En mai dernier, j’ai partagé un moment extraordinaire. J’ai eu le privilège, avec de nombreux dirigeants africains, d’être témoin de la première passation de pouvoir démocratique et pacifique entre deux partis au Nigeria.

Je m’étais rendu plus tôt dans l’année à Lagos afin de souligner que, pour les États-Unis, le Nigeria est un partenaire stratégique de plus en plus important avec un rôle crucial à jouer dans la sécurité et la prospérité de la région. J’ai aussi déclaré qu’il était impératif que ces élections établissent un nouveau modèle pour la démocratie à travers le continent. 

Il ne fait aucun doute qu’il s’agit d’un moment décisif pour la démocratie en Afrique. Plus tard, ce mois-ci, quatre pays – la Guinée, la Tanzanie, la Côte d’Ivoire et la République centrafricaine – doivent organiser des élections présidentielles, et peu après nous espérons voir des élections au Burkina Faso. Les populations d’Afrique doivent saisir cette occasion pour faire entendre leurs voix, et les dirigeants de tout le continent doivent être à l’écoute.

Les défis sont réels. Depuis des décennies, la pauvreté, la famine, la guerre et un leadership autoritaire freinent l’avènement d’une ère de prospérité et de stabilité en Afrique.

Ces défis et d’autres ne doivent pas être sous-estimés, mais nous ne devons pas non plus ignorer les gains qui sont en train de se réaliser.

En Afrique, comme partout, on constate un désir ardent de gouvernements légitimes, honnêtes et efficaces. Il ne fait aucun doute que les progrès en matière de gouvernance démocratique entraîneront des bénéfices dans tous les autres domaines qui nous préoccupent.

Au Burkina Faso, des citoyens courageux et déterminés ont par deux fois affirmé leur volonté en s’opposant avec succès aux tentatives d’écourter le processus démocratique : l’année dernière, lorsque l’ancien président a essayé de modifier la limitation des mandats et de prolonger ses 27 ans au pouvoir ; et à nouveau le mois dernier, quand les Burkinabés se sont unis pour contrer une tentative ratée de coup d’État par des éléments du Régiment de sécurité présidentiel.

En République démocratique du Congo, nous avons vu des citoyens parler franchement, parfois en prenant de grands risques, en faveur d’élections transparentes, opportunes et crédibles.

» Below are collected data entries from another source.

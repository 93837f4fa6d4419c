use anyhow::{Context, Result};
use serde::{Deserialize, Serialize};
use std::path::Path;

#[derive(Debug, Clone, Default, Serialize, Deserialize)]
pub struct Config {
    #[serde(default)]
    pub discovery: Discovery,
    #[serde(default)]
    pub limits: Limits,
    #[serde(default)]
    pub extraction: Extraction,
    #[serde(default)]
    pub output: Output,
    #[serde(default)]
    pub logging: Logging,
    #[serde(default)]
    pub debug: Debug,
}

impl Config {
    pub fn load(path: &Path) -> Result<Self> {
        let raw = std::fs::read_to_string(path)
            .with_context(|| format!("reading config: {}", path.display()))?;
        let cfg: Config = toml::from_str(&raw).with_context(|| "parsing TOML")?;
        Ok(cfg)
    }
}

#[derive(Debug, Clone, Serialize, Deserialize)]
#[serde(default)]
pub struct Discovery {
    /// File name glob matched at any depth below each input directory.
    pub pattern: String,
    pub case_sensitive: bool,
    pub include_hidden: bool,
}
impl Default for Discovery {
    fn default() -> Self {
        Self {
            pattern: "*web_summary.html".into(),
            case_sensitive: true,
            include_hidden: false,
        }
    }
}

#[derive(Debug, Clone, Serialize, Deserialize)]
#[serde(default)]
pub struct Limits {
    /// 0 disables the check.
    pub max_file_bytes: u64,
}
impl Default for Limits {
    fn default() -> Self {
        Self {
            max_file_bytes: 256 * 1024 * 1024,
        }
    }
}

#[derive(Debug, Clone, Serialize, Deserialize)]
#[serde(default)]
pub struct Extraction {
    /// Name samples by `summary.sample.id` instead of the file name when the report has one.
    pub prefer_report_sample_id: bool,
}
impl Default for Extraction {
    fn default() -> Self {
        Self {
            prefer_report_sample_id: true,
        }
    }
}

#[derive(Debug, Clone, Serialize, Deserialize)]
#[serde(default)]
pub struct Output {
    pub out_dir: String,
    pub write_json: bool,
    pub json_filename: String,
    pub print_summary: bool,
}
impl Default for Output {
    fn default() -> Self {
        Self {
            out_dir: "cellranger-qc-out".into(),
            write_json: true,
            json_filename: "cellranger_qc.json".into(),
            print_summary: true,
        }
    }
}

#[derive(Debug, Clone, Serialize, Deserialize)]
#[serde(default)]
pub struct Logging {
    pub level: String,
    pub json: bool,
    pub write_to_file: bool,
    pub file_path: String,
}
impl Default for Logging {
    fn default() -> Self {
        Self {
            level: "info".into(),
            json: false,
            write_to_file: false,
            file_path: "".into(),
        }
    }
}

#[derive(Debug, Clone, Serialize, Deserialize)]
#[serde(default)]
pub struct Debug {
    pub dump_effective_config: bool,
}
impl Default for Debug {
    fn default() -> Self {
        Self {
            dump_effective_config: false,
        }
    }
}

Et nous avons observé cette même soif de démocratie en dehors de l’Afrique. L’Indonésie, le Sri Lanka et le Panamá ont récemment tenu des élections ouvertes, bien organisées, qui ont amené de nouveaux dirigeants au pouvoir et renforcé les institutions démocratiques.

La difficulté dans les prochaines élections en Afrique sera de répondre à cette demande de démocratie et d’être à la hauteur des critères espérés et mérités par les Africains. Les pays où se dérouleront des élections présentent des différences importantes tant sur le plan de leur histoire que sur celui des circonstances, mais chacun d’eux a la possibilité d’améliorer son bilan démocratique et de promouvoir la croissance économique et le partage de la prospérité.

La Côte d’Ivoire peut définitivement classer l’élection difficile et violente de 2010 dans son passé et reprendre sa position de leader régional.

La Tanzanie se prépare à sa quatrième passation de pouvoir entre des présidents élus depuis son indépendance.  En respectant la limitation à deux mandats fixée par la Constitution tanzanienne et en se retirant du pouvoir, le président Jakaya Kikwete crée une dynamique et une saine compétition parmi ses successeurs potentiels.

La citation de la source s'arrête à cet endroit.